I respectfully concur in the judgment only. The panel majority’s decision is based on arguments that neither Admiral Insurance Company nor Cook advanced in the district court, nor were these arguments raised in this court until supplemental briefing was requested by our court. Respectfully, our jurisprudence does not allow us to affirm a summary judgment on any grounds, but rather only on the basis of any arguments advanced below. Admiral is entitled to summary judgment, however, since the events giving rise to the underlying suit against Cook fall outside the scope of Cook’s insurance policy. Admiral did advance this basis for summary judgment, both in the district court and in our court.

I

Cook acquired a general commercial liability insurance policy from Admiral. Cook contracted with M.J. Brogdin to deliver and oversee the running of casing for an oil well. In the course of that job, Cook made an error, and Brogdin sued. Brog*321din’s two-page petition filed in state court alleged that Cook “removed more casing from the well site than [he] should, thereby resulting in a failure to complete the well to the desired depth.” Brogdin’s suit sought damages as a result. Cook filed the instant suit against Admiral, seeking a declaratory judgment that Admiral was required to defend and indemnify him from Brogdin’s claims.

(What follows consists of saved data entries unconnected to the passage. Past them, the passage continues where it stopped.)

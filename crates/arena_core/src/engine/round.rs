//! Round outcome evaluation and match scoring.

use std::collections::BTreeMap;

use serde::Serialize;

use crate::engine::world::UnitStore;
use crate::models::TeamId;

/// Where the current round stands. Evaluated once per tick after removals.
#[derive(Debug, Clone, Copy, PartialEq, Eq, Serialize)]
pub enum RoundState {
    InProgress,
    /// One team has live units left; it takes the round point.
    RoundWon(TeamId),
    /// The round winner reached the match point target.
    GameWon(TeamId),
    /// No team has live units left; nobody scores.
    Draw,
    /// A team was disqualified mid-round; the round restarts without a point.
    Restarting(TeamId),
}

impl RoundState {
    pub fn is_in_progress(&self) -> bool {
        matches!(self, RoundState::InProgress)
    }

    /// True once the match as a whole is decided.
    pub fn is_game_over(&self) -> bool {
        matches!(self, RoundState::GameWon(_))
    }
}

/// Match points per team, round wins only.
#[derive(Debug, Default, Clone, Serialize)]
pub struct Scoreboard {
    points: BTreeMap<TeamId, u32>,
}

impl Scoreboard {
    pub fn register(&mut self, team_id: TeamId) {
        self.points.entry(team_id).or_insert(0);
    }

    pub fn award(&mut self, team_id: TeamId) -> u32 {
        let entry = self.points.entry(team_id).or_insert(0);
        *entry += 1;
        *entry
    }

    pub fn points(&self, team_id: TeamId) -> u32 {
        self.points.get(&team_id).copied().unwrap_or(0)
    }

    pub fn standings(&self) -> impl Iterator<Item = (TeamId, u32)> + '_ {
        self.points.iter().map(|(&t, &p)| (t, p))
    }
}

/// Decide the round. A pending disqualification preempts everything; after
/// that, a team "stands" if it has at least one live unit and is not over the
/// card limit.
pub(crate) fn evaluate(
    store: &UnitStore,
    max_yellow_cards: u8,
    disqualified: Option<TeamId>,
) -> RoundState {
    if let Some(team_id) = disqualified {
        return RoundState::Restarting(team_id);
    }
    let mut standing = store
        .teams()
        .filter(|t| t.has_live_units() && t.yellow_card_count() <= max_yellow_cards)
        .map(|t| t.team_id);
    match (standing.next(), standing.next()) {
        (None, _) => RoundState::Draw,
        (Some(winner), None) => RoundState::RoundWon(winner),
        _ => RoundState::InProgress,
    }
}

#[cfg(test)]
mod tests {
    use super::*;
    use crate::engine::coordinates::vec2;
    use crate::models::UnitState;

    fn two_team_store() -> UnitStore {
        let mut store = UnitStore::new();
        store.register_team(1, "red".into());
        store.register_team(2, "blue".into());
        store.spawn_unit(UnitState::new(1, 0, vec2(-5.0, 0.0), 0.0));
        store.spawn_unit(UnitState::new(2, 0, vec2(5.0, 0.0), 0.0));
        store
    }

    #[test]
    fn test_in_progress_while_both_teams_stand() {
        let store = two_team_store();
        assert_eq!(evaluate(&store, 3, None), RoundState::InProgress);
    }

    #[test]
    fn test_last_team_standing_wins_round() {
        let mut store = two_team_store();
        store.damage(2, 0, 200.0);
        store.purge_marked();
        assert_eq!(evaluate(&store, 3, None), RoundState::RoundWon(1));
    }

    #[test]
    fn test_mutual_destruction_is_a_draw() {
        let mut store = two_team_store();
        store.damage(1, 0, 200.0);
        store.damage(2, 0, 200.0);
        store.purge_marked();
        assert_eq!(evaluate(&store, 3, None), RoundState::Draw);
    }

    #[test]
    fn test_card_limit_eliminates_a_team() {
        let mut store = two_team_store();
        for _ in 0..4 {
            store.add_yellow_card(2);
        }
        assert_eq!(evaluate(&store, 3, None), RoundState::RoundWon(1));
    }

    #[test]
    fn test_disqualification_preempts_everything() {
        let store = two_team_store();
        assert_eq!(evaluate(&store, 3, Some(2)), RoundState::Restarting(2));
    }

    #[test]
    fn test_scoreboard_awards() {
        let mut board = Scoreboard::default();
        board.register(1);
        board.register(2);
        assert_eq!(board.award(1), 1);
        assert_eq!(board.award(1), 2);
        assert_eq!(board.points(2), 0);
    }
}
//! Ray queries over circle colliders.
//!
//! Everything solid in the arena is a circle: wall elements and unit bodies.
//! The [`RaycastProvider`] trait is the seam between the simulation core and
//! whatever supplies collision geometry; [`CirclePhysics`] is the built-in
//! deterministic provider over the map's elements plus a snapshot of the
//! current unit circles.

use crate::engine::coordinates::Vec2;
use crate::models::{GameMap, TeamId, UnitId};

/// Offset added past a collider surface when starting a ray, so a unit never
/// hits its own body; also the inset applied to silhouette tangent points.
pub const RAY_STANDOFF: f32 = 0.01;

/// Stable identity of a collider.
#[derive(Debug, Clone, Copy, PartialEq, Eq)]
pub enum ColliderId {
    Unit { team_id: TeamId, unit_id: UnitId },
    MapElement(u32),
}

#[derive(Debug, Clone)]
pub struct RayHit {
    pub point: Vec2,
    pub distance: f32,
    /// Outward surface normal at the hit point.
    pub normal: Vec2,
    pub object: ColliderId,
}

/// Deterministic first-obstacle ray query. `max_distance` of `None` casts to
/// infinity. Must be deterministic for a fixed world state.
pub trait RaycastProvider {
    fn cast_ray(&self, origin: Vec2, direction: Vec2, max_distance: Option<f32>)
        -> Option<RayHit>;
}

/// Collision circle of one unit, snapshotted from the world store.
#[derive(Debug, Clone, Copy)]
pub struct UnitCircle {
    pub team_id: TeamId,
    pub unit_id: UnitId,
    pub position: Vec2,
    pub radius: f32,
}

/// Ray provider over the static map plus a unit snapshot taken at query time.
pub struct CirclePhysics<'a> {
    map: &'a GameMap,
    units: Vec<UnitCircle>,
}

impl<'a> CirclePhysics<'a> {
    pub fn new(map: &'a GameMap, units: Vec<UnitCircle>) -> Self {
        Self { map, units }
    }
}

impl RaycastProvider for CirclePhysics<'_> {
    fn cast_ray(
        &self,
        origin: Vec2,
        direction: Vec2,
        max_distance: Option<f32>,
    ) -> Option<RayHit> {
        let mut best: Option<(f32, Vec2, ColliderId)> = None;

        let mut consider = |t: Option<f32>, center: Vec2, object: ColliderId| {
            let t = match t {
                Some(t) => t,
                None => return,
            };
            if let Some(max) = max_distance {
                if t > max {
                    return;
                }
            }
            if best.as_ref().map_or(true, |(bt, _, _)| t < *bt) {
                best = Some((t, center, object));
            }
        };

        for element in &self.map.elements {
            consider(
                ray_circle(origin, direction, element.position, element.radius),
                element.position,
                ColliderId::MapElement(element.element_id),
            );
        }
        for unit in &self.units {
            consider(
                ray_circle(origin, direction, unit.position, unit.radius),
                unit.position,
                ColliderId::Unit { team_id: unit.team_id, unit_id: unit.unit_id },
            );
        }

        best.map(|(t, center, object)| {
            let point = origin + direction * t;
            let normal = (point - center)
                .try_normalize(1.0e-9)
                .unwrap_or_else(|| -direction);
            RayHit { point, distance: t, normal, object }
        })
    }
}

/// Distance along the ray to the first intersection with a circle, if any.
/// Rays starting inside a circle do not hit it.
fn ray_circle(origin: Vec2, direction: Vec2, center: Vec2, radius: f32) -> Option<f32> {
    let oc = origin - center;
    let c = oc.dot(&oc) - radius * radius;
    if c < 0.0 {
        // Origin inside the circle.
        return None;
    }
    let b = oc.dot(&direction);
    let disc = b * b - c;
    if disc < 0.0 {
        return None;
    }
    let t = -b - disc.sqrt();
    if t >= 0.0 {
        Some(t)
    } else {
        None
    }
}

The district court granted summary judgment in favor of Admiral. Among Admiral’s arguments for summary judgment, though not the basis of the district court’s decision, was the limited scope of the coverage set forth in the “classifications” section of the insurance policy. Admiral did not advance an argument on the basis of the “property damage” exclusions relied upon by the panel majority.1

II

The panel majority resolves this case on the basis of two “property damage” exclusions in the policy.2 The panel majority concludes that the district court’s grant of summary judgment may be affirmed on the basis of these exclusions—which were not addressed by the parties until our request for supplemental briefing on appeal—because “we have recognized that we may affirm a district court’s judgment for reasons—supported by the record— other than those relied on by the district court.”3

Our court, however, has recognized limits on the reach of that general proposition. For instance, in Johnson v. Sawyer, we stated, “Although we can affirm a summary judgment on grounds not relied on by the district court, those grounds must at least have been proposed or asserted in that court by the movant.”4 Yet here, the panel majority relies upon exclusions that were never asserted in the district court.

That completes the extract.